Maurice, I think your question and we'll have to make this your last one because we got to move to Andrew. But I think your question is what is the cash flow impact of the line loss settlement?
Correct. And then whether or not that affects your guidance for free cash flow?
Yes. No, it doesn't affect our guidance. We've built some of that settlement into our plan. So we do expect to settle roughly a third of that this year and then the remaining portion of it at some point in 2021. But that's been built into our forecast.
Yes. Great. Thanks.
Great. Thanks, Maurice. Andrew?
Next question is from Andrew Yerszka with Credit Suisse. Your line is open.
Thanks. Good morning. I appreciate the commentary and the perspective on your outlook for power pricing and just bidding behavior. I guess the question more directly to Transalt is bidding behavior is going to change in the market as the market transitions. But how do you look at your energy marketing business?
And how does that morph and change with the new market reality in Alberta?
Yes. So Andrew, are you thinking about that being more so I think a simple way to say that is our energy marketing business has kind of run us always have a little separate book that they've had. And the reality is, as you can as you see as we bring on all these assets that are all merchant, it's really their expertise that helps us optimize around that. So I think they'll continue to be the big value adders in how we look at the market here. And I think at the end of the day, it doesn't they don't really need to be taking any real risk themselves in the electricity market here in Alberta because we've got all these assets that we've got to trade around.
So they'll do like what they do at Centralia. They'll trade around the assets and at the same time provide a lot of asset optimization for the portfolio. John, do you want to add anything to that?
Yes. No, all I would say is, I mean, your question is a timely one in the sense that it's a very active discussion that we're having internally. As you can imagine, our whole the way we're thinking about asset optimization is being reviewed and we're getting prepared for the merchant market in 2021. So the balance between what you would do to kind of from a prop trading perspective in Alberta versus what we would be doing just in terms of the hedging that we're looking at doing for the larger fleet is a balance that we're continually assessing now as we go forward.
But Andrew, if you're worried about how they'll do as a separate little business going forward, they have really diversified away from Alberta.
That was my next.
Go ahead, John.
So Andrew, when you look at what the actual floor is doing, I mean, Alberta is probably kind of 15% of the way we think of kind of if you look at it from a targeted perspective in terms of cash contribution, it is less than a 5th the way that we think of the various steps that we have on in the consolidated group.
Okay, that's great.

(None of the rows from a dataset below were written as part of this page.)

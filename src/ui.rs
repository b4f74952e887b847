use anyhow::{Context, Result};
use dialoguer::Select;
use indicatif::{ProgressBar, ProgressStyle};
use std::time::Duration;

use eightstream::StreamResult;

// "1080p      https://..." menu line
pub fn stream_label(stream: &StreamResult) -> String {
    format!("{:<10} {}", stream.quality, stream.url)
}

// Lets the user pick one of several streams; returns its index
pub fn select_stream(streams: &[StreamResult], prompt: &str) -> Result<usize> {
    let labels: Vec<String> = streams.iter().map(stream_label).collect();
    let selection = Select::new()
        .with_prompt(prompt)
        .items(&labels)
        .default(0)
        .interact()
        .context("Failed to read stream selection")?;

    Ok(selection)
}

// Spinner shown on stderr while a request is in flight
pub fn spinner(message: &str) -> ProgressBar {
    let bar = ProgressBar::new_spinner();
    if let Ok(style) = ProgressStyle::with_template("{spinner} {msg}") {
        bar.set_style(style);
    }
    bar.set_message(message.to_string());
    bar.enable_steady_tick(Duration::from_millis(100));
    bar
}
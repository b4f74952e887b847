//! Shared fetch helper.
//!
//! Every outbound request of the pipeline goes through [`Fetcher`], which
//! applies the optional forward proxy and the per-request timeout.

use reqwest::header::{HeaderMap, HeaderName, HeaderValue};
use reqwest::{Client, Response};
use tracing::debug;

use crate::config::Config;
use crate::error::{Error, Result};

/// Header carrying the session token on playlist and manifest requests.
pub const TOKEN_HEADER: &str = "x-csrf-token";

const SPOOFED_ORIGIN: &str = "https://www.google.com";
const SPOOFED_REFERER: &str = "https://www.google.com/";

#[derive(Debug, Clone)]
pub struct Fetcher {
    client: Client,
    config: Config,
}

impl Fetcher {
    pub fn new(config: Config) -> Result<Self> {
        let client = Client::builder().user_agent(&config.user_agent).build()?;
        Ok(Self::with_client(client, config))
    }

    /// Use an existing client, e.g. to share its connection pool.
    pub fn with_client(client: Client, config: Config) -> Self {
        Self { client, config }
    }

    pub fn config(&self) -> &Config {
        &self.config
    }

    /// The URL actually requested for `url`, after proxy rewriting.
    pub fn request_url(&self, url: &str) -> String {
        match &self.config.proxy_url {
            Some(proxy) => format!("{}{}", proxy, urlencoding::encode(url)),
            None => url.to_string(),
        }
    }

    /// GET `url` with `headers`; non-success statuses are errors.
    pub async fn get(&self, url: &str, headers: HeaderMap) -> Result<Response> {
        let target = self.request_url(url);
        debug!(url, proxied = target != url, "GET");

        let resp = self
            .client
            .get(&target)
            .headers(headers)
            .timeout(self.config.timeout)
            .send()
            .await?;

        if !resp.status().is_success() {
            return Err(Error::Status {
                status: resp.status(),
                url: url.to_string(),
            });
        }

        Ok(resp)
    }

    pub async fn get_text(&self, url: &str, headers: HeaderMap) -> Result<String> {
        Ok(self.get(url, headers).await?.text().await?)
    }
}

/// Origin/Referer/DNT set sent to the provider site.
pub fn site_headers() -> HeaderMap {
    let mut headers = HeaderMap::new();
    headers.insert(reqwest::header::ORIGIN, HeaderValue::from_static(SPOOFED_ORIGIN));
    headers.insert(reqwest::header::REFERER, HeaderValue::from_static(SPOOFED_REFERER));
    headers.insert(HeaderName::from_static("dnt"), HeaderValue::from_static("1"));
    headers
}

/// [`site_headers`] plus the session token.
pub fn token_headers(token: &str) -> Result<HeaderMap> {
    let mut headers = site_headers();
    let value = HeaderValue::from_str(token)
        .map_err(|_| Error::validation("token contains characters not allowed in a header"))?;
    headers.insert(HeaderName::from_static(TOKEN_HEADER), value);
    Ok(headers)
}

I appreciate the color. And then maybe my second question really just revolves around your KBOB opportunity. It's a very interesting opportunity. It's a very interesting business group.
How do you think about just the risk management across the Alberta BC border? Because obviously there's different markets and different behaviors on counterparties across the border as we've seen in the last few months. So how do you think about just the size of the opportunity in Alberta and then also in BC?

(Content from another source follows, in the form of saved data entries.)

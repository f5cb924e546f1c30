//! Output formatters for diagnostics.
//!
//! - Stylish - colored terminal output (default)
//! - JSON - machine-readable JSON output
//! - Compact - one line per diagnostic

pub mod json;
pub mod stylish;

use crate::linter::types::{Diagnostic, Severity};

/// Output format for lint reports.
#[derive(Debug, Clone, Copy, PartialEq, Eq, Default)]
pub enum OutputFormat {
    /// Stylish colored terminal output (default)
    #[default]
    Stylish,
    /// JSON format for machine processing
    Json,
    /// Single line per diagnostic
    Compact,
}

/// Diagnostics for one file.
#[derive(Debug, Clone, PartialEq, Eq)]
pub struct FileReport {
    pub file_path: String,
    pub uri: String,
    /// True when the file did not look like a template and was not linted.
    pub skipped: bool,
    pub diagnostics: Vec<Diagnostic>,
}

impl FileReport {
    pub fn count(&self, severity: Severity) -> usize {
        self.diagnostics
            .iter()
            .filter(|d| d.severity == severity)
            .count()
    }

    pub fn has_errors(&self) -> bool {
        self.count(Severity::Error) > 0
    }
}

/// Format reports according to the specified format.
pub fn format_reports(reports: &[FileReport], format: OutputFormat) -> String {
    match format {
        OutputFormat::Stylish => stylish::format(reports),
        OutputFormat::Json => json::format(reports),
        OutputFormat::Compact => format_compact(reports),
    }
}

/// Compact format (one line per diagnostic, 1-based positions).
fn format_compact(reports: &[FileReport]) -> String {
    let mut output = String::new();

    for report in reports {
        for diag in &report.diagnostics {
            output.push_str(&format!(
                "{}:{}:{}: {} {}\n",
                report.file_path,
                diag.range.start.line + 1,
                diag.range.start.character.saturating_add(1),
                diag.severity,
                diag.message
            ));
        }
    }

    output
}

#[cfg(test)]
mod tests {
    use super::*;
    use crate::linter::types::{Position, Range};

    pub(crate) fn make_report() -> FileReport {
        FileReport {
            file_path: "stack.yaml".to_string(),
            uri: "file:///work/stack.yaml".to_string(),
            skipped: false,
            diagnostics: vec![
                Diagnostic {
                    range: Range::new(Position::new(4, 2), Position::new(4, 9)),
                    severity: Severity::Error,
                    message: "[cfn-lint] E3001: Invalid type".to_string(),
                    source: "cfn-lint".to_string(),
                },
                Diagnostic {
                    range: Range::new(Position::new(0, 0), Position::new(0, 5)),
                    severity: Severity::Warning,
                    message: "[cfn-lint] W2001: Parameter not used".to_string(),
                    source: "cfn-lint".to_string(),
                },
            ],
        }
    }

    #[test]
    fn test_compact_format_is_one_based() {
        let output = format_compact(&[make_report()]);
        assert!(output.contains("stack.yaml:5:3: error [cfn-lint] E3001: Invalid type"));
        assert!(output.contains("stack.yaml:1:1: warning"));
    }

    #[test]
    fn test_counts() {
        let report = make_report();
        assert!(report.has_errors());
        assert_eq!(report.count(Severity::Warning), 1);
        assert_eq!(report.count(Severity::Information), 0);
    }
}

Are you thinking about BC Hydro trying to attract everybody there because of all the power because of their hydro power? Is that what you're
sorry what? I'd put the BC Hydro behavior a bit differently as far as what they've done with some contracts they have in the market. But when you think about cogen opportunities like you're doing with KBOB, that's an interesting business mix. Clearly, those opportunities exist on the other side of the provincial boundary.
Yes, yes, yes, yes. I think typically the cogeneration opportunities emerge always because of the high steam and process heat demand. So they have it is interesting though because there's a lot of surplus power coming out of BC. And I think they've been able to market some of that into some of the developments that have been going on in BC. But net net, as we work with customers, it's any customer anywhere in Canada, anywhere across the United States, anywhere in Australia that has a requirement for either behind the fence gas, which is what a lot of our Australia guys have or behind the fence steam.
Those we market to all of that.
And we packaged full service behind the fence products as well, a combination of renewables with gas with Yes.
That's
And the hybrid, that's the last piece that's really taken off here to Todd's point is exactly that.
Yes. Like we're seeing, for example, in Australia, which is completely we're gobsmacked by it actually. But if you look at the Australian mining industry, they all have the ESG goal.
They do.
So we're seeing people now talking to us about providing them with some solar power at the same location where they'd have a gas plant. So some really interesting things emerging there as well.
Okay, that's great. If I could maybe sneak in one last one just on that point. How big do you think that market opportunity is for you because you've had the footprint in Australia for years? How much incremental do you think you can do there?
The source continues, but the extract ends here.